• Task prompt
Below are the records. Transcribe them exactly.

• Records supplied
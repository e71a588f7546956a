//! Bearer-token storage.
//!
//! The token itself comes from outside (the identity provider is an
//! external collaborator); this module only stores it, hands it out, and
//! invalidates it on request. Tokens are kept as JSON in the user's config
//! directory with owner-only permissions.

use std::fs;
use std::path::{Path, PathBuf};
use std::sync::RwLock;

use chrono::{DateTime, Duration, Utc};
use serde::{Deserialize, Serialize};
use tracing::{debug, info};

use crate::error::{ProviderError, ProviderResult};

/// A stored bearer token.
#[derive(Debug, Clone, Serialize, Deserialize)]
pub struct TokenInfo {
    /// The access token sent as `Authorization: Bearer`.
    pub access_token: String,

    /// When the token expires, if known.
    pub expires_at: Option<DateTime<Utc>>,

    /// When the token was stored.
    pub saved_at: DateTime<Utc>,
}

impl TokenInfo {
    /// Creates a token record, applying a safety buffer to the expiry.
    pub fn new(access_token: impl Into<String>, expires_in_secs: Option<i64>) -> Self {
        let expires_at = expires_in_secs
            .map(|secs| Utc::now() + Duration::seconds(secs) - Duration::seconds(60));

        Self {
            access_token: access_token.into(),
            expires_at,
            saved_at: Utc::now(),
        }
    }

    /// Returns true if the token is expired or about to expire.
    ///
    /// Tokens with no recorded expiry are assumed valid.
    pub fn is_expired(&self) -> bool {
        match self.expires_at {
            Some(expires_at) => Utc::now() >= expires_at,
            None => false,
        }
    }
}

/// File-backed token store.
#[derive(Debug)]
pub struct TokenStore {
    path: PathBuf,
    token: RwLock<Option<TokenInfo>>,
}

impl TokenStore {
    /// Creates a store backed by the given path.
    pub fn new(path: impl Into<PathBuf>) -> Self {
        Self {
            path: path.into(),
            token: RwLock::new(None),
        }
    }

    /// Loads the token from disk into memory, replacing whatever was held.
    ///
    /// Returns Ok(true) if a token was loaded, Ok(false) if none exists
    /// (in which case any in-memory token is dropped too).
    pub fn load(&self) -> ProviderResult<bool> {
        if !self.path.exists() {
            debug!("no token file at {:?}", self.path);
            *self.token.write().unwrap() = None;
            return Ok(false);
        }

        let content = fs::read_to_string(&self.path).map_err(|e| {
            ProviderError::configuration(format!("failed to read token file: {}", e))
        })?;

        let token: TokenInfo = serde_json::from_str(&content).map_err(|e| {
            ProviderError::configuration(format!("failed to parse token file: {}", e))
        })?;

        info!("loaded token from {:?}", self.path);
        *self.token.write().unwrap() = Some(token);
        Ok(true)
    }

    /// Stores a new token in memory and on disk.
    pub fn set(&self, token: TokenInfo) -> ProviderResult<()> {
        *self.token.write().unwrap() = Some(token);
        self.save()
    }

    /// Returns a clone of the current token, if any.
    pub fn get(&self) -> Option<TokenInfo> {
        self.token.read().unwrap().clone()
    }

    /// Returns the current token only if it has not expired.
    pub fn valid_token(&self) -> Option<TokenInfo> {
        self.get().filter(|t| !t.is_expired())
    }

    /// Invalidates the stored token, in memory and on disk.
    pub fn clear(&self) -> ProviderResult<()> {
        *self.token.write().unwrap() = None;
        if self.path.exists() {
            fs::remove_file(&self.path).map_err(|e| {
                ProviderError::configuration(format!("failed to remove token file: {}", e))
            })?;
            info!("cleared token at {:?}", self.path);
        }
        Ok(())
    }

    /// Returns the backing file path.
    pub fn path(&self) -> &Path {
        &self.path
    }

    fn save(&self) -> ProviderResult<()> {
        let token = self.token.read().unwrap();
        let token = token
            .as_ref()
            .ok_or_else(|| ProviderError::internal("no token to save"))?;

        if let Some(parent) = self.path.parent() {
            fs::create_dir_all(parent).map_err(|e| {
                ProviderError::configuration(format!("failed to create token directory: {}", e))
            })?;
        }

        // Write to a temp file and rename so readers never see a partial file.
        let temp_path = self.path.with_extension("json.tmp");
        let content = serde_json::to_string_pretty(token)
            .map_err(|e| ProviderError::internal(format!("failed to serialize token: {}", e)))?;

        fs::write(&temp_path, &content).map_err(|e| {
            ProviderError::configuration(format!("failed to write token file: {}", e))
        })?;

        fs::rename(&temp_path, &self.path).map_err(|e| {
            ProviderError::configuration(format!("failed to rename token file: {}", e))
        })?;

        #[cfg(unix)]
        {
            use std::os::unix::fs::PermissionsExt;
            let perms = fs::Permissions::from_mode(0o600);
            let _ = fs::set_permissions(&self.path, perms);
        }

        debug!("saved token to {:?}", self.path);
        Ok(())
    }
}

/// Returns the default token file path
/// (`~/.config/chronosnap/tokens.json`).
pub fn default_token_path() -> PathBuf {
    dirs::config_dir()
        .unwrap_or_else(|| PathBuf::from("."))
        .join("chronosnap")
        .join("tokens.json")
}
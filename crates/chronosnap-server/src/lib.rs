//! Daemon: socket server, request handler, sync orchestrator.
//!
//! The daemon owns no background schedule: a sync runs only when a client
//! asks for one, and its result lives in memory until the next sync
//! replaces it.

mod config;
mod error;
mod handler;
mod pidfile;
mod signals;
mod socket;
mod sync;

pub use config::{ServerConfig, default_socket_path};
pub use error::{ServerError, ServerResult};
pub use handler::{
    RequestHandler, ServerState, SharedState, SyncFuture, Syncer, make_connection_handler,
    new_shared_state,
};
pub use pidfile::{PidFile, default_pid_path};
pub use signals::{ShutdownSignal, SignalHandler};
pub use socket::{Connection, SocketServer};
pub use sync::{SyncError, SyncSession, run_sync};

• Solution for this task
repository e71a588f7546956a
//! Bearer-token storage.
//!
//! The token itself comes from outside (the identity provider is an
//! external collaborator); this module only stores it, hands it out, and
//! invalidates it on request. Tokens are kept as JSON in the user's config
//! directory with owner-only permissions.

use std::fs;
use std::path::{Path, PathBuf};
use std::sync::RwLock;

use chrono::{DateTime, Duration, Utc};
use serde::{Deserialize, Serialize};
use tracing::{debug, info};

use crate::error::{ProviderError, ProviderResult};

/// A stored bearer token.
#[derive(Debug, Clone, Serialize, Deserialize)]
pub struct TokenInfo {
    /// The access token sent as `Authorization: Bearer`.
    pub access_token: String,

    /// When the token expires, if known.
    pub expires_at: Option<DateTime<Utc>>,

    /// When the token was stored.
    pub saved_at: DateTime<Utc>,
}

impl TokenInfo {
    /// Creates a token record, applying a safety buffer to the expiry.
    pub fn new(access_token: impl Into<String>, expires_in_secs: Option<i64>) -> Self {
        let expires_at = expires_in_secs
            .map(|secs| Utc::now() + Duration::seconds(secs) - Duration::seconds(60));

        Self {
            access_token: access_token.into(),
            expires_at,
            saved_at: Utc::now(),
        }
    }

    /// Returns true if the token is expired or about to expire.
    ///
    /// Tokens with no recorded expiry are assumed valid.
    pub fn is_expired(&self) -> bool {
        match self.expires_at {
            Some(expires_at) => Utc::now() >= expires_at,
            None => false,
        }
    }
}

/// File-backed token store.
#[derive(Debug)]
pub struct TokenStore {
    path: PathBuf,
    token: RwLock<Option<TokenInfo>>,
}

impl TokenStore {
    /// Creates a store backed by the given path.
    pub fn new(path: impl Into<PathBuf>) -> Self {
        Self {
            path: path.into(),
            token: RwLock::new(None),
        }
    }

    /// Loads the token from disk into memory, replacing whatever was held.
    ///
    /// Returns Ok(true) if a token was loaded, Ok(false) if none exists
    /// (in which case any in-memory token is dropped too).
    pub fn load(&self) -> ProviderResult<bool> {
        if !self.path.exists() {
            debug!("no token file at {:?}", self.path);
            *self.token.write().unwrap() = None;
            return Ok(false);
        }

        let content = fs::read_to_string(&self.path).map_err(|e| {
            ProviderError::configuration(format!("failed to read token file: {}", e))
        })?;

        let token: TokenInfo = serde_json::from_str(&content).map_err(|e| {
            ProviderError::configuration(format!("failed to parse token file: {}", e))
        })?;

        info!("loaded token from {:?}", self.path);
        *self.token.write().unwrap() = Some(token);
        Ok(true)
    }

    /// Stores a new token in memory and on disk.
    pub fn set(&self, token: TokenInfo) -> ProviderResult<()> {
        *self.token.write().unwrap() = Some(token);
        self.save()
    }

    /// Returns a clone of the current token, if any.
    pub fn get(&self) -> Option<TokenInfo> {
        self.token.read().unwrap().clone()
    }

    /// Returns the current token only if it has not expired.
    pub fn valid_token(&self) -> Option<TokenInfo> {
        self.get().filter(|t| !t.is_expired())
    }

    /// Invalidates the stored token, in memory and on disk.
    pub fn clear(&self) -> ProviderResult<()> {
        *self.token.write().unwrap() = None;
        if self.path.exists() {
            fs::remove_file(&self.path).map_err(|e| {
                ProviderError::configuration(format!("failed to remove token file: {}", e))
            })?;
            info!("cleared token at {:?}", self.path);
        }
        Ok(())
    }

    /// Returns the backing file path.
    pub fn path(&self) -> &Path {
        &self.path
    }

    fn save(&self) -> ProviderResult<()> {
        let token = self.token.read().unwrap();
        let token = token
            .as_ref()
            .ok_or_else(|| ProviderError::internal("no token to save"))?;

        if let Some(parent) = self.path.parent() {
            fs::create_dir_all(parent).map_err(|e| {
                ProviderError::configuration(format!("failed to create token directory: {}", e))
            })?;
        }

        // Write to a temp file and rename so readers never see a partial file.
        let temp_path = self.path.with_extension("json.tmp");
        let content = serde_json::to_string_pretty(token)
            .map_err(|e| ProviderError::internal(format!("failed to serialize token: {}", e)))?;

        fs::write(&temp_path, &content).map_err(|e| {
            ProviderError::configuration(format!("failed to write token file: {}", e))
        })?;

        fs::rename(&temp_path, &self.path).map_err(|e| {
            ProviderError::configuration(format!("failed to rename token file: {}", e))
        })?;

        #[cfg(unix)]
        {
            use std::os::unix::fs::PermissionsExt;
            let perms = fs::Permissions::from_mode(0o600);
            let _ = fs::set_permissions(&self.path, perms);
        }

        debug!("saved token to {:?}", self.path);
        Ok(())
    }
}

/// Returns the default token file path
/// (`~/.config/chronosnap/tokens.json`).
pub fn default_token_path() -> PathBuf {
    dirs::config_dir()
        .unwrap_or_else(|| PathBuf::from("."))
        .join("chronosnap")
        .join("tokens.json")
}
filename crates/chronosnap-server/src/lib.rs
//! Daemon: socket server, request handler, sync orchestrator.
//!
//! The daemon owns no background schedule: a sync runs only when a client
//! asks for one, and its result lives in memory until the next sync
//! replaces it.

mod config;
mod error;
mod handler;
mod pidfile;
mod signals;
mod socket;
mod sync;

pub use config::{ServerConfig, default_socket_path};
pub use error::{ServerError, ServerResult};
pub use handler::{
    RequestHandler, ServerState, SharedState, SyncFuture, Syncer, make_connection_handler,
    new_shared_state,
};
pub use pidfile::{PidFile, default_pid_path};
pub use signals::{ShutdownSignal, SignalHandler};
pub use socket::{Connection, SocketServer};
pub use sync::{SyncError, SyncSession, run_sync};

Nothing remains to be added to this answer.